Instructions for the task — The answer must consist of every line below containing "Some".

(Stored data)
use std::fmt;

use thiserror::Error;

/// Number of distinct face turns: six faces times three turn amounts.
pub const N_MOVES: usize = 18;

/// The six faces of the cube, in the fixed order used by move indexing.
#[derive(Debug, Clone, Copy, PartialEq, Eq, Hash)]
pub enum Face {
    U = 0,
    R = 1,
    F = 2,
    D = 3,
    L = 4,
    B = 5,
}

impl Face {
    pub const ALL: [Face; 6] = [Face::U, Face::R, Face::F, Face::D, Face::L, Face::B];

    #[must_use]
    pub fn index(self) -> usize {
        self as usize
    }

    /// The face at `index` in U, R, F, D, L, B order.
    ///
    /// # Panics
    ///
    /// If `index` is 6 or more.
    #[must_use]
    pub fn from_index(index: usize) -> Face {
        Self::ALL[index]
    }

    #[must_use]
    pub fn letter(self) -> char {
        match self {
            Face::U => 'U',
            Face::R => 'R',
            Face::F => 'F',
            Face::D => 'D',
            Face::L => 'L',
            Face::B => 'B',
        }
    }
}

impl fmt::Display for Face {
    fn fmt(&self, f: &mut fmt::Formatter<'_>) -> fmt::Result {
        write!(f, "{}", self.letter())
    }
}

/// A face turn: one to three clockwise quarter turns of a single face.
///
/// The 18 turns are indexed `3 * face + (turns - 1)`, so U=0, U2=1, U'=2,
/// R=3, R2=4, R'=5 and so on through B'=17.
#[derive(Debug, Clone, Copy, PartialEq, Eq)]
pub struct Move {
    pub face: Face,
    /// Clockwise quarter turns, in `1..=3`.
    pub turns: u8,
}

impl Move {
    #[must_use]
    pub fn index(self) -> usize {
        3 * self.face.index() + usize::from(self.turns) - 1
    }

    /// # Panics
    ///
    /// If `index` is not less than [`N_MOVES`].
    #[must_use]
    pub fn from_index(index: usize) -> Move {
        assert!(index < N_MOVES);
        Move {
            face: Face::from_index(index / 3),
            turns: (index % 3) as u8 + 1,
        }
    }

    /// Whether the turn stays within the G1 subgroup: any turn of U and D,
    /// but only the half turn of the other four faces.
    #[must_use]
    pub fn preserves_g1(self) -> bool {
        matches!(self.face, Face::U | Face::D) || self.turns == 2
    }
}

impl fmt::Display for Move {
    fn fmt(&self, f: &mut fmt::Formatter<'_>) -> fmt::Result {
        match self.turns {
            1 => write!(f, "{}", self.face),
            2 => write!(f, "{}2", self.face),
            _ => write!(f, "{}'", self.face),
        }
    }
}

#[derive(Error, Debug, Clone, Copy, PartialEq, Eq)]
#[error("unexpected character {0:?} in move sequence")]
pub struct MoveParseError(pub char);

/// Parse a move sequence in standard notation, e.g. `"R U' F2"`. Each
/// face letter takes an optional `2` or `'` modifier; whitespace is
/// ignored, so compact strings like `"RRFFUU"` work too.
///
/// # Errors
///
/// Reports the first character that is neither a face letter, a
/// modifier in modifier position, nor whitespace.
pub fn parse_move_sequence(text: &str) -> Result<Vec<Move>, MoveParseError> {
    let mut moves = Vec::new();
    let mut chars = text.chars().peekable();
    while let Some(c) = chars.next() {
        if c.is_whitespace() {
            continue;
        }
        let face = Face::ALL
            .into_iter()
            .find(|face| face.letter() == c)
            .ok_or(MoveParseError(c))?;
        let turns = match chars.peek() {
            Some('2') => {
                chars.next();
                2
            }
            Some('\'') => {
                chars.next();
                3
            }
            _ => 1,
        };
        moves.push(Move { face, turns });
    }
    Ok(moves)
}

#[cfg(test)]
mod tests {
    use super::*;

    #[test]
    fn move_index_round_trip() {
        for index in 0..N_MOVES {
            let mv = Move::from_index(index);
            assert_eq!(mv.index(), index);
        }
        assert_eq!(Move::from_index(0).to_string(), "U");
        assert_eq!(Move::from_index(4).to_string(), "R2");
        assert_eq!(Move::from_index(17).to_string(), "B'");
    }

    #[test]
    fn parses_standard_notation() {
        let moves = parse_move_sequence("R U' F2  B").unwrap();
        assert_eq!(
            moves,
            [
                Move { face: Face::R, turns: 1 },
                Move { face: Face::U, turns: 3 },
                Move { face: Face::F, turns: 2 },
                Move { face: Face::B, turns: 1 },
            ]
        );
        assert_eq!(parse_move_sequence("UU").unwrap().len(), 2);
        assert_eq!(parse_move_sequence("R X"), Err(MoveParseError('X')));
    }

    #[test]
    fn g1_moves() {
        let allowed: Vec<usize> = (0..N_MOVES)
            .filter(|&index| Move::from_index(index).preserves_g1())
            .collect();
        assert_eq!(allowed, [0, 1, 2, 4, 7, 9, 10, 11, 13, 16]);
    }
}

Task output —
    while let Some(c) = chars.next() {
            Some('2') => {
            Some('\'') => {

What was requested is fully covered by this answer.